Exercise description | Among the entries below, count the lines holding the string "running". Respond with the number alone.

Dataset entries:
####

/// Merge an under-full node with under-full neighbours, freeing their pages.
/// `path` ends with the node's parent. Returns whether a merge happened; if so
/// the merged node has been written and its size recorded in the parent.
fn try_coalesce(
    storage: &mut Storage,
    file: &Path,
    header: &mut ListHeader,
    path: &mut Vec<PathItem>,
    node: &ListNode,
) -> CollectionResult<bool> {
    let Some(parent) = path.last_mut() else {
        return Ok(false);
    };
    if node.record_len() >= MIN_NODE_LENGTH {
        return Ok(false);
    }
    let ListNode::Inner(children) = &mut parent.node else {
        return Err(not_a_leaf(file));
    };
    let mut this_index = parent.index;

    struct Candidate {
        left: bool,
        index: usize,
        length: usize,
    }
    let mut candidates = Vec::new();
    for left in [true, false] {
        let sibling_index = if left {
            this_index.checked_sub(1)
        } else {
            Some(this_index + 1).filter(|index| *index < children.len())
        };
        let Some(sibling_index) = sibling_index else {
            continue;
        };
        let length = record_size(storage.cache.read_record(file, children[sibling_index].page)?.len());
        if length < MIN_NODE_LENGTH {
            candidates.push(Candidate {
                left,
                index: sibling_index,
                length,
            });
        }
    }
    if candidates.is_empty() {
        return Ok(false);
    }

    let mut merged = node.clone();
    let mut freed = Vec::new();
    loop {
        let Some(smallest) = (0..candidates.len()).min_by_key(|&i| candidates[i].length) else {
            break;
        };
        let candidate = candidates.remove(smallest);
        let sibling_page = children[candidate.index].page;
        let sibling: ListNode = storage.read(file, sibling_page)?;
        if !merged.absorb(sibling, candidate.left) {
            return Err(CollectionError::Corrupted(format!(
                "siblings of different kinds in {}",
                file.display()
            )));
        }
        freed.push(sibling_page);
        children.remove(candidate.index);
        if candidate.left {
            this_index -= 1;
            for other in &mut candidates {
                other.index -= 1;
            }
        }

        if candidates.is_empty() || merged.record_len() >= MIN_NODE_LENGTH {
            break;
        }
    }

    let this_child = &mut children[this_index];
    this_child.size = merged.size();
    let this_child = *this_child;
    let only_child = children.len() == 1;
    parent.index = this_index;

    // A root left with a single child is replaced by that child
    if only_child && path.len() == 1 {
        path.pop();
        freed.push(header.child.page);
        header.child = this_child;
        debug!(file = %file.display(), root = this_child.page, "collapsed list root");
    }

    write_node(storage, file, this_child.page, &merged)?;
    for page in freed {
        free_list::release_page(storage, file, &mut header.free_page, page)?;
    }
    debug!(file = %file.display(), page = this_child.page, "coalesced list node");
    Ok(true)
}
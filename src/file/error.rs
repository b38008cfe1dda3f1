use std::io;
use thiserror::Error;

#[derive(Debug, Error)]
pub enum FileError {
    #[error("IO error: {0}")]
    Io(#[from] io::Error),

    #[error("File not found: {0}")]
    FileNotFound(String),

    #[error("File already exists: {0}")]
    FileAlreadyExists(String),

    #[error("Invalid file handle: {0}")]
    InvalidHandle(u32),

    #[error("Page {page} is past the end of {path} ({page_count} pages)")]
    PageNotFound {
        path: String,
        page: u32,
        page_count: u32,
    },

    #[error("File {0} contains a partial page")]
    PartialPage(String),

    /// A record did not fit in a single page. Callers that can split or
    /// merge nodes match on this and recover.
    #[error("Record of {needed} bytes does not fit in a page ({available} bytes available)")]
    PageOverflow { needed: usize, available: usize },

    #[error("Page {page} of {path} holds a malformed record")]
    MalformedRecord { path: String, page: u32 },
}

impl FileError {
    pub fn is_overflow(&self) -> bool {
        matches!(self, FileError::PageOverflow { .. })
    }
}

pub type FileResult<T> = Result<T, FileError>;
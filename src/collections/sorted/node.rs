use crate::codec::{DecodeError, DecodeResult, Decoder, Encoder, Record};
use crate::file::{PAGE_SIZE, PageId, record_size};

use super::key::{Key, KeyElement, decode_key, encode_key, encoded_key_len};

/// Nodes whose record is smaller than this try to merge with a sibling.
/// Below half a page because merging inner nodes pulls a key down from the
/// parent.
pub const MIN_NODE_LENGTH: usize = PAGE_SIZE * 45 / 100;

/// Largest encoded key accepted on insert, so that every inner node can hold
/// several keys
pub const MAX_KEY_SIZE: usize = PAGE_SIZE / 4;

const INNER_TAG: u8 = 0;
const LEAF_TAG: u8 = 1;

/// Page 0 of a sorted map file
#[derive(Debug, Clone, Copy, PartialEq, Eq)]
pub struct SortedHeader {
    pub root: PageId,
    /// Number of entries in the map
    pub size: u64,
    /// Head of the free-page list
    pub free_page: PageId,
}

impl Record for SortedHeader {
    fn encode(&self, encoder: &mut Encoder) {
        encoder.put_u32(self.root);
        encoder.put_u64(self.size);
        encoder.put_u32(self.free_page);
    }

    fn decode(decoder: &mut Decoder<'_>) -> DecodeResult<Self> {
        Ok(Self {
            root: decoder.get_u32()?,
            size: decoder.get_u64()?,
            free_page: decoder.get_u32()?,
        })
    }
}

/// A B-tree node. In an inner node `keys[i]` is the largest key under
/// `children[i]`; the last child has no key, so there is one key fewer than
/// children. Leaves are chained through `next` in key order.
#[derive(Debug, Clone, PartialEq)]
pub enum SortedNode {
    Inner {
        keys: Vec<Key>,
        children: Vec<PageId>,
    },
    Leaf {
        keys: Vec<Key>,
        values: Vec<Vec<u8>>,
        next: PageId,
    },
}

impl SortedNode {
    pub fn empty_leaf(next: PageId) -> Self {
        SortedNode::Leaf {
            keys: Vec::new(),
            values: Vec::new(),
            next,
        }
    }

    pub fn is_leaf(&self) -> bool {
        matches!(self, SortedNode::Leaf { .. })
    }

    pub fn keys(&self) -> &[Key] {
        match self {
            SortedNode::Inner { keys, .. } | SortedNode::Leaf { keys, .. } => keys,
        }
    }

    /// Number of children or entries
    pub fn len(&self) -> usize {
        match self {
            SortedNode::Inner { children, .. } => children.len(),
            SortedNode::Leaf { keys, .. } => keys.len(),
        }
    }

    /// Bytes this node takes in its page
    pub fn record_len(&self) -> usize {
        let body = match self {
            SortedNode::Inner { keys, children } => {
                4 + 4 * children.len() + 4 + keys.iter().map(|key| encoded_key_len(key)).sum::<usize>()
            }
            SortedNode::Leaf { keys, values, .. } => {
                4 + 4
                    + keys.iter().map(|key| encoded_key_len(key)).sum::<usize>()
                    + values.iter().map(|value| 4 + value.len()).sum::<usize>()
            }
        };
        record_size(1 + body)
    }

    /// Bytes a leaf holding only this entry takes in its page
    pub fn lone_entry_len(key: &[KeyElement], value: &[u8]) -> usize {
        record_size(1 + 4 + 4 + encoded_key_len(key) + 4 + value.len())
    }

    fn entry_len(&self, index: usize) -> usize {
        match self {
            SortedNode::Inner { keys, .. } => 4 + keys.get(index).map_or(0, |key| encoded_key_len(key)),
            SortedNode::Leaf { keys, values, .. } => encoded_key_len(&keys[index]) + 4 + values[index].len(),
        }
    }

    /// Entry index that divides the node's bytes roughly in half,
    /// leaving at least one entry on each side
    fn byte_midpoint(&self) -> usize {
        let total: usize = (0..self.len()).map(|i| self.entry_len(i)).sum();
        let mut running = 0;
        for index in 0..self.len() {
            running += self.entry_len(index);
            if running * 2 >= total {
                return (index + 1).clamp(1, self.len() - 1);
            }
        }
        self.len() - 1
    }

    /// Move the entries from `at` onwards into a new right sibling. Returns the
    /// sibling and the key separating the two: a copy of the left leaf's last
    /// key, or the inner key that no longer has a child to its left.
    fn split_off(&mut self, at: usize) -> (SortedNode, Key) {
        match self {
            SortedNode::Leaf { keys, values, next } => {
                let right = SortedNode::Leaf {
                    keys: keys.split_off(at),
                    values: values.split_off(at),
                    next: *next,
                };
                (right, keys[at - 1].clone())
            }
            SortedNode::Inner { keys, children } => {
                let right = SortedNode::Inner {
                    keys: keys.split_off(at),
                    children: children.split_off(at),
                };
                let separator = keys.remove(at - 1);
                (right, separator)
            }
        }
    }

    /// Split into consecutive pieces that each fit in a page, along with the
    /// keys separating neighbouring pieces. Leaf pieces still need their
    /// `next` links pointed at each other once they have pages.
    pub fn split_to_fit(self) -> (Vec<SortedNode>, Vec<Key>) {
        let mut pieces = Vec::new();
        let mut separators = Vec::new();
        self.split_into(&mut pieces, &mut separators);
        (pieces, separators)
    }

    fn split_into(mut self, pieces: &mut Vec<SortedNode>, separators: &mut Vec<Key>) {
        if self.record_len() <= PAGE_SIZE || self.len() < 2 {
            pieces.push(self);
            return;
        }
        let (right, separator) = self.split_off(self.byte_midpoint());
        self.split_into(pieces, separators);
        separators.push(separator);
        right.split_into(pieces, separators);
    }

    pub fn set_next(&mut self, page: PageId) {
        if let SortedNode::Leaf { next, .. } = self {
            *next = page;
        }
    }

    /// Join two adjacent siblings of the same kind. An inner merge takes the
    /// parent's `separator` between the two key lists and is refused if the
    /// result would not fit in a page.
    pub fn merged(left: &SortedNode, separator: &Key, right: &SortedNode) -> Option<SortedNode> {
        match (left, right) {
            (
                SortedNode::Leaf { keys, values, .. },
                SortedNode::Leaf {
                    keys: right_keys,
                    values: right_values,
                    next,
                },
            ) => Some(SortedNode::Leaf {
                keys: keys.iter().chain(right_keys).cloned().collect(),
                values: values.iter().chain(right_values).cloned().collect(),
                next: *next,
            }),
            (
                SortedNode::Inner { keys, children },
                SortedNode::Inner {
                    keys: right_keys,
                    children: right_children,
                },
            ) => {
                let mut merged_keys = keys.clone();
                merged_keys.push(separator.clone());
                merged_keys.extend(right_keys.iter().cloned());
                let node = SortedNode::Inner {
                    keys: merged_keys,
                    children: children.iter().chain(right_children).copied().collect(),
                };
                (node.record_len() <= PAGE_SIZE).then_some(node)
            }
            _ => None,
        }
    }
}

impl Record for SortedNode {
    fn encode(&self, encoder: &mut Encoder) {
        match self {
            SortedNode::Inner { keys, children } => {
                encoder.put_u8(INNER_TAG);
                encoder.put_len(children.len());
                for child in children {
                    encoder.put_u32(*child);
                }
                encoder.put_len(keys.len());
                for key in keys {
                    encode_key(key, encoder);
                }
            }
            SortedNode::Leaf { keys, values, next } => {
                encoder.put_u8(LEAF_TAG);
                encoder.put_u32(*next);
                encoder.put_len(keys.len());
                for (key, value) in keys.iter().zip(values) {
                    encode_key(key, encoder);
                    encoder.put_bytes(value);
                }
            }
        }
    }

    fn decode(decoder: &mut Decoder<'_>) -> DecodeResult<Self> {
        match decoder.get_u8()? {
            INNER_TAG => {
                let count = decoder.get_len()?;
                let children = (0..count)
                    .map(|_| decoder.get_u32())
                    .collect::<DecodeResult<Vec<_>>>()?;
                let count = decoder.get_len()?;
                let keys = (0..count)
                    .map(|_| decode_key(decoder))
                    .collect::<DecodeResult<Vec<_>>>()?;
                if children.is_empty() || keys.len() + 1 != children.len() {
                    return Err(DecodeError::Malformed("sorted inner node"));
                }
                Ok(SortedNode::Inner { keys, children })
            }
            LEAF_TAG => {
                let next = decoder.get_u32()?;
                let count = decoder.get_len()?;
                let mut keys = Vec::with_capacity(count);
                let mut values = Vec::with_capacity(count);
                for _ in 0..count {
                    keys.push(decode_key(decoder)?);
                    values.push(decoder.get_bytes()?);
                }
                Ok(SortedNode::Leaf { keys, values, next })
            }
            tag => Err(DecodeError::UnknownTag {
                what: "sorted node",
                tag,
            }),
        }
    }
}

####

Response area | 3